Collected data:
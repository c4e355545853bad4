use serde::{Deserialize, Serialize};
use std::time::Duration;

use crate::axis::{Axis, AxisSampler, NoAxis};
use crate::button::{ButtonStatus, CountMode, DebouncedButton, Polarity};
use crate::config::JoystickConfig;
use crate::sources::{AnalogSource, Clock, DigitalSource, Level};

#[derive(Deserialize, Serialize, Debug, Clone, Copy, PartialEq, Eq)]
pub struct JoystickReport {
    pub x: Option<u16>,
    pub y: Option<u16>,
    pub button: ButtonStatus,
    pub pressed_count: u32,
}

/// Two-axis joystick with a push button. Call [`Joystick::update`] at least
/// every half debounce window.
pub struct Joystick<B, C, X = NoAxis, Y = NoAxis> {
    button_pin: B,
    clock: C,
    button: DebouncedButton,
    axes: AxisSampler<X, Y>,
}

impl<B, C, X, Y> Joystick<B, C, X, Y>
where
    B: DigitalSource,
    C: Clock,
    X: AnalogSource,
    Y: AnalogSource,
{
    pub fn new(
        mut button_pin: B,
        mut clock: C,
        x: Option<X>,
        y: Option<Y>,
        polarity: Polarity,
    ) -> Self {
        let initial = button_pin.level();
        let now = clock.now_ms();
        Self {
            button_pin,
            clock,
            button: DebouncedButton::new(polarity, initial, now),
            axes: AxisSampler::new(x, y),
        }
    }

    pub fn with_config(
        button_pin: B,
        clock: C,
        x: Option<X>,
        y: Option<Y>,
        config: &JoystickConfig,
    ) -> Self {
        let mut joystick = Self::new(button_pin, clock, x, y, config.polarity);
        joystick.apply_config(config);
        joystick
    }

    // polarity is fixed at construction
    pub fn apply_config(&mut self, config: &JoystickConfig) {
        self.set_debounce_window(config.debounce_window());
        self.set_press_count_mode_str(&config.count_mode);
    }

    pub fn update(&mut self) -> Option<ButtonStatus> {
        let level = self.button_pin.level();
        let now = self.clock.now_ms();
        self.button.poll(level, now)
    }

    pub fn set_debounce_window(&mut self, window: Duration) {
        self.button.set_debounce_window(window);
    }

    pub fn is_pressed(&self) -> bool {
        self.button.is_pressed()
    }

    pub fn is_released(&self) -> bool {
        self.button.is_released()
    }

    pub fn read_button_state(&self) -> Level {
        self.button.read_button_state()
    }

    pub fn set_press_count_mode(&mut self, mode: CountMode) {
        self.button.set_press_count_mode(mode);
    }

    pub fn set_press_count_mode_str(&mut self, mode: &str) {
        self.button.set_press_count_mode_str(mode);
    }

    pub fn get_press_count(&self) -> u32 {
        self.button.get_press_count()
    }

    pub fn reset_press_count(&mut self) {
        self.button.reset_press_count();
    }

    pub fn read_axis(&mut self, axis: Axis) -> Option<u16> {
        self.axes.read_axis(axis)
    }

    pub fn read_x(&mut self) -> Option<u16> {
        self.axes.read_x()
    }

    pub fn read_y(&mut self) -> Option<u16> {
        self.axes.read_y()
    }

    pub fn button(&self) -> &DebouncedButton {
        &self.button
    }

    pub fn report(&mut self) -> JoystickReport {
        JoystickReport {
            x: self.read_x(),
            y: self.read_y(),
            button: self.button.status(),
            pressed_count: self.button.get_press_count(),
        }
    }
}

● **Task prompt**:
Please write the data above out again, exactly the same.

● **Reply to the exercise**:
repository c4e355545853bad4
use serde::{Deserialize, Serialize};
use std::time::Duration;

use crate::axis::{Axis, AxisSampler, NoAxis};
use crate::button::{ButtonStatus, CountMode, DebouncedButton, Polarity};
use crate::config::JoystickConfig;
use crate::sources::{AnalogSource, Clock, DigitalSource, Level};

#[derive(Deserialize, Serialize, Debug, Clone, Copy, PartialEq, Eq)]
pub struct JoystickReport {
    pub x: Option<u16>,
    pub y: Option<u16>,
    pub button: ButtonStatus,
    pub pressed_count: u32,
}

/// Two-axis joystick with a push button. Call [`Joystick::update`] at least
/// every half debounce window.
pub struct Joystick<B, C, X = NoAxis, Y = NoAxis> {
    button_pin: B,
    clock: C,
    button: DebouncedButton,
    axes: AxisSampler<X, Y>,
}

impl<B, C, X, Y> Joystick<B, C, X, Y>
where
    B: DigitalSource,
    C: Clock,
    X: AnalogSource,
    Y: AnalogSource,
{
    pub fn new(
        mut button_pin: B,
        mut clock: C,
        x: Option<X>,
        y: Option<Y>,
        polarity: Polarity,
    ) -> Self {
        let initial = button_pin.level();
        let now = clock.now_ms();
        Self {
            button_pin,
            clock,
            button: DebouncedButton::new(polarity, initial, now),
            axes: AxisSampler::new(x, y),
        }
    }

    pub fn with_config(
        button_pin: B,
        clock: C,
        x: Option<X>,
        y: Option<Y>,
        config: &JoystickConfig,
    ) -> Self {
        let mut joystick = Self::new(button_pin, clock, x, y, config.polarity);
        joystick.apply_config(config);
        joystick
    }

    // polarity is fixed at construction
    pub fn apply_config(&mut self, config: &JoystickConfig) {
        self.set_debounce_window(config.debounce_window());
        self.set_press_count_mode_str(&config.count_mode);
    }

    pub fn update(&mut self) -> Option<ButtonStatus> {
        let level = self.button_pin.level();
        let now = self.clock.now_ms();
        self.button.poll(level, now)
    }

    pub fn set_debounce_window(&mut self, window: Duration) {
        self.button.set_debounce_window(window);
    }

    pub fn is_pressed(&self) -> bool {
        self.button.is_pressed()
    }

    pub fn is_released(&self) -> bool {
        self.button.is_released()
    }

    pub fn read_button_state(&self) -> Level {
        self.button.read_button_state()
    }

    pub fn set_press_count_mode(&mut self, mode: CountMode) {
        self.button.set_press_count_mode(mode);
    }

    pub fn set_press_count_mode_str(&mut self, mode: &str) {
        self.button.set_press_count_mode_str(mode);
    }

    pub fn get_press_count(&self) -> u32 {
        self.button.get_press_count()
    }

    pub fn reset_press_count(&mut self) {
        self.button.reset_press_count();
    }

    pub fn read_axis(&mut self, axis: Axis) -> Option<u16> {
        self.axes.read_axis(axis)
    }

    pub fn read_x(&mut self) -> Option<u16> {
        self.axes.read_x()
    }

    pub fn read_y(&mut self) -> Option<u16> {
        self.axes.read_y()
    }

    pub fn button(&self) -> &DebouncedButton {
        &self.button
    }

    pub fn report(&mut self) -> JoystickReport {
        JoystickReport {
            x: self.read_x(),
            y: self.read_y(),
            button: self.button.status(),
            pressed_count: self.button.get_press_count(),
        }
    }
}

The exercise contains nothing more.